| What to do |
Return the data below, unchanged.

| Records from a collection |

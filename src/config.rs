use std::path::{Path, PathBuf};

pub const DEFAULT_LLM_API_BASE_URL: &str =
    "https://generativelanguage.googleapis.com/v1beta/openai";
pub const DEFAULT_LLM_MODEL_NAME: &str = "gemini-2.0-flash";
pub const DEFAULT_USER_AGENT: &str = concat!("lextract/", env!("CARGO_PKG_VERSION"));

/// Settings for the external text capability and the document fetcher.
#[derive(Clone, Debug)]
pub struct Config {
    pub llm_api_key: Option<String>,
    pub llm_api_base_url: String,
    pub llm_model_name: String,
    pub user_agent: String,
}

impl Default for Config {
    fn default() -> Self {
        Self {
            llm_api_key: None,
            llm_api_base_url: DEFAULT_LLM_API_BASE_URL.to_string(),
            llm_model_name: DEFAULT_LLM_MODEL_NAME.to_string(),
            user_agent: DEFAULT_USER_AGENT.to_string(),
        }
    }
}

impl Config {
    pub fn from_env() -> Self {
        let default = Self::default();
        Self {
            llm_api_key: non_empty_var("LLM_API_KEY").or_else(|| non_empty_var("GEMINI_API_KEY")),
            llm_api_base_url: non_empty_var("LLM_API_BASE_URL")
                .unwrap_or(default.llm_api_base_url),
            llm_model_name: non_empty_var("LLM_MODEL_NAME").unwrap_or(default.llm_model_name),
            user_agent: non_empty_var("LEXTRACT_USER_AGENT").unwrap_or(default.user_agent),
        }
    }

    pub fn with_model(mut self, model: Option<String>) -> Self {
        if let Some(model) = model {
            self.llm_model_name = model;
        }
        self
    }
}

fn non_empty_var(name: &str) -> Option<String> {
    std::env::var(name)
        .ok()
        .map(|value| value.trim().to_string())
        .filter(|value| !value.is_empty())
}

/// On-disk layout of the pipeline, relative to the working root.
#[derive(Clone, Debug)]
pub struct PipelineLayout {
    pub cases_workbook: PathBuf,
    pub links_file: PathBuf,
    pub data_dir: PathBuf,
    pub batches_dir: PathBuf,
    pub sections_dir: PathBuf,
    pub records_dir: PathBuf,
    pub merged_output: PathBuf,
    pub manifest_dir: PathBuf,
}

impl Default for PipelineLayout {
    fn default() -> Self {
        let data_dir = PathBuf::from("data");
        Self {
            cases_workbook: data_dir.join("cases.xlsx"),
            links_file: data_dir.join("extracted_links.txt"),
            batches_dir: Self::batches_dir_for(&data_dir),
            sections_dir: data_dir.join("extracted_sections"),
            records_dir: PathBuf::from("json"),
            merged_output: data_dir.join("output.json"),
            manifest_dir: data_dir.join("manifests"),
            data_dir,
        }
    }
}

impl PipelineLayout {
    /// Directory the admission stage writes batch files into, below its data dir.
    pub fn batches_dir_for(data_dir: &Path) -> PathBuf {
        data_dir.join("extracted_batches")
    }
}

| Response to this task |
filename src/config.rs
use std::path::{Path, PathBuf};

pub const DEFAULT_LLM_API_BASE_URL: &str =
    "https://generativelanguage.googleapis.com/v1beta/openai";
pub const DEFAULT_LLM_MODEL_NAME: &str = "gemini-2.0-flash";
pub const DEFAULT_USER_AGENT: &str = concat!("lextract/", env!("CARGO_PKG_VERSION"));

/// Settings for the external text capability and the document fetcher.
#[derive(Clone, Debug)]
pub struct Config {
    pub llm_api_key: Option<String>,
    pub llm_api_base_url: String,
    pub llm_model_name: String,
    pub user_agent: String,
}

impl Default for Config {
    fn default() -> Self {
        Self {
            llm_api_key: None,
            llm_api_base_url: DEFAULT_LLM_API_BASE_URL.to_string(),
            llm_model_name: DEFAULT_LLM_MODEL_NAME.to_string(),
            user_agent: DEFAULT_USER_AGENT.to_string(),
        }
    }
}

impl Config {
    pub fn from_env() -> Self {
        let default = Self::default();
        Self {
            llm_api_key: non_empty_var("LLM_API_KEY").or_else(|| non_empty_var("GEMINI_API_KEY")),
            llm_api_base_url: non_empty_var("LLM_API_BASE_URL")
                .unwrap_or(default.llm_api_base_url),
            llm_model_name: non_empty_var("LLM_MODEL_NAME").unwrap_or(default.llm_model_name),
            user_agent: non_empty_var("LEXTRACT_USER_AGENT").unwrap_or(default.user_agent),
        }
    }

    pub fn with_model(mut self, model: Option<String>) -> Self {
        if let Some(model) = model {
            self.llm_model_name = model;
        }
        self
    }
}

fn non_empty_var(name: &str) -> Option<String> {
    std::env::var(name)
        .ok()
        .map(|value| value.trim().to_string())
        .filter(|value| !value.is_empty())
}

/// On-disk layout of the pipeline, relative to the working root.
#[derive(Clone, Debug)]
pub struct PipelineLayout {
    pub cases_workbook: PathBuf,
    pub links_file: PathBuf,
    pub data_dir: PathBuf,
    pub batches_dir: PathBuf,
    pub sections_dir: PathBuf,
    pub records_dir: PathBuf,
    pub merged_output: PathBuf,
    pub manifest_dir: PathBuf,
}

impl Default for PipelineLayout {
    fn default() -> Self {
        let data_dir = PathBuf::from("data");
        Self {
            cases_workbook: data_dir.join("cases.xlsx"),
            links_file: data_dir.join("extracted_links.txt"),
            batches_dir: Self::batches_dir_for(&data_dir),
            sections_dir: data_dir.join("extracted_sections"),
            records_dir: PathBuf::from("json"),
            merged_output: data_dir.join("output.json"),
            manifest_dir: data_dir.join("manifests"),
            data_dir,
        }
    }
}

impl PipelineLayout {
    /// Directory the admission stage writes batch files into, below its data dir.
    pub fn batches_dir_for(data_dir: &Path) -> PathBuf {
        data_dir.join("extracted_batches")
    }
}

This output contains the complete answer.